Dataset excerpts:
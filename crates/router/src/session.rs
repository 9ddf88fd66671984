//! Per-session conversational state.
//!
//! A `Session` is an explicit value passed by reference into the router
//! on every call — no process-wide singletons. It lives for the
//! duration of the process and is discarded with no durable
//! persistence; a reset starts over with empty history and no collected
//! identity.

use std::sync::Arc;

use chrono::{DateTime, Utc};

use sd_docindex::DocumentIndex;
use sd_domain::chat::Turn;

// ━━━━━━━━━━━━━━━━━━━━━━━━━━━━━━━━━━━━━━━━━━━━━━━━━━━━━━━━━━━━━━━━━━
// Pending stage
// ━━━━━━━━━━━━━━━━━━━━━━━━━━━━━━━━━━━━━━━━━━━━━━━━━━━━━━━━━━━━━━━━━━

/// Which escalation-dialogue branch consumes the next raw user message.
///
/// Stage consumption strictly precedes keyword matching: while a stage
/// is pending, the next message is taken verbatim as collection input
/// and never re-classified, even if it contains trigger words.
#[derive(Debug, Clone, Copy, PartialEq, Eq, Default)]
pub enum PendingStage {
    #[default]
    None,
    AwaitingName,
    AwaitingEmail,
}

// ━━━━━━━━━━━━━━━━━━━━━━━━━━━━━━━━━━━━━━━━━━━━━━━━━━━━━━━━━━━━━━━━━━
// Session
// ━━━━━━━━━━━━━━━━━━━━━━━━━━━━━━━━━━━━━━━━━━━━━━━━━━━━━━━━━━━━━━━━━━

/// The complete, process-local conversational state for one user's
/// interaction lifetime.
///
/// Invariant: `pending_stage != None` implies
/// `pending_escalation_message` is set.
pub struct Session {
    pub session_key: String,
    pub session_id: String,
    pub created_at: DateTime<Utc>,
    pub updated_at: DateTime<Utc>,
    /// Ordered transcript; append-only within a session.
    pub history: Vec<Turn>,
    collected_name: Option<String>,
    collected_email: Option<String>,
    pub pending_stage: PendingStage,
    /// The original message that triggered escalation, retained so it
    /// can be forwarded once contact info is captured.
    pub pending_escalation_message: Option<String>,
    /// At most one active index; later uploads replace it on success.
    pub document_index: Option<Arc<DocumentIndex>>,
}

impl Session {
    pub fn new(session_key: impl Into<String>) -> Self {
        let now = Utc::now();
        Self {
            session_key: session_key.into(),
            session_id: uuid::Uuid::new_v4().to_string(),
            created_at: now,
            updated_at: now,
            history: Vec::new(),
            collected_name: None,
            collected_email: None,
            pending_stage: PendingStage::None,
            pending_escalation_message: None,
            document_index: None,
        }
    }

    // ── Transcript ─────────────────────────────────────────────────

    pub fn push_user(&mut self, text: impl Into<String>) {
        self.history.push(Turn::user(text));
        self.updated_at = Utc::now();
    }

    pub fn push_bot(&mut self, text: impl Into<String>) {
        self.history.push(Turn::bot(text));
        self.updated_at = Utc::now();
    }

    // ── Collected identity (set once, immutable thereafter) ────────

    pub fn collected_name(&self) -> Option<&str> {
        self.collected_name.as_deref()
    }

    pub fn collected_email(&self) -> Option<&str> {
        self.collected_email.as_deref()
    }

    /// Store the collected name. The first captured value wins; later
    /// calls within the same session are ignored.
    pub fn set_collected_name(&mut self, name: impl Into<String>) {
        if self.collected_name.is_none() {
            self.collected_name = Some(name.into());
        }
    }

    /// Store the collected email. The first captured value wins.
    pub fn set_collected_email(&mut self, email: impl Into<String>) {
        if self.collected_email.is_none() {
            self.collected_email = Some(email.into());
        }
    }

    /// Whether escalation can bypass the collection stages.
    pub fn identity_complete(&self) -> bool {
        self.collected_name.is_some() && self.collected_email.is_some()
    }

    // ── Document index ─────────────────────────────────────────────

    /// Install a freshly built index, replacing any prior one. Only
    /// called on successful ingestion; a failed build leaves the
    /// previous (or absent) index unchanged.
    pub fn install_index(&mut self, index: Arc<DocumentIndex>) {
        self.document_index = Some(index);
        self.updated_at = Utc::now();
    }
}

#[cfg(test)]
mod tests {
    use super::*;

    #[test]
    fn new_session_starts_empty() {
        let session = Session::new("cli:test");
        assert!(session.history.is_empty());
        assert!(session.collected_name().is_none());
        assert!(session.collected_email().is_none());
        assert_eq!(session.pending_stage, PendingStage::None);
        assert!(session.pending_escalation_message.is_none());
        assert!(session.document_index.is_none());
    }

    #[test]
    fn collected_identity_is_set_once() {
        let mut session = Session::new("cli:test");
        session.set_collected_name("Jane Doe");
        session.set_collected_name("Someone Else");
        assert_eq!(session.collected_name(), Some("Jane Doe"));

        session.set_collected_email("jane@example.com");
        session.set_collected_email("other@example.com");
        assert_eq!(session.collected_email(), Some("jane@example.com"));
    }

    #[test]
    fn identity_complete_requires_both_fields() {
        let mut session = Session::new("cli:test");
        assert!(!session.identity_complete());
        session.set_collected_name("Jane");
        assert!(!session.identity_complete());
        session.set_collected_email("jane@example.com");
        assert!(session.identity_complete());
    }

    #[test]
    fn history_preserves_submission_order() {
        let mut session = Session::new("cli:test");
        session.push_user("hello");
        session.push_bot("hi!");
        session.push_user("thanks");
        let texts: Vec<&str> = session.history.iter().map(|t| t.text.as_str()).collect();
        assert_eq!(texts, vec!["hello", "hi!", "thanks"]);
    }
}
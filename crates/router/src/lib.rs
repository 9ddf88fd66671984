//! The routing and escalation core.
//!
//! Owns per-session conversational state, classifies each incoming
//! message into exactly one route, and dispatches to the escalation
//! dialogue, document Q&A, record lookup, or the general completion
//! fallback — merging sub-results into a single reply string.

pub mod classify;
pub mod engine;
pub mod escalation;
pub mod keywords;
pub mod session;
pub mod store;

pub use classify::Route;
pub use engine::Router;
pub use session::{PendingStage, Session};
pub use store::SessionStore;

> **Problem to solve**
Reproduce, character for character, only the lines of the preceding data that start at the line with "the collection stages." and end at the line with "Document index ─────────────────────────────────────────────", both included.

> **Response box**
    /// Whether escalation can bypass the collection stages.
    pub fn identity_complete(&self) -> bool {
        self.collected_name.is_some() && self.collected_email.is_some()
    }

    // ── Document index ─────────────────────────────────────────────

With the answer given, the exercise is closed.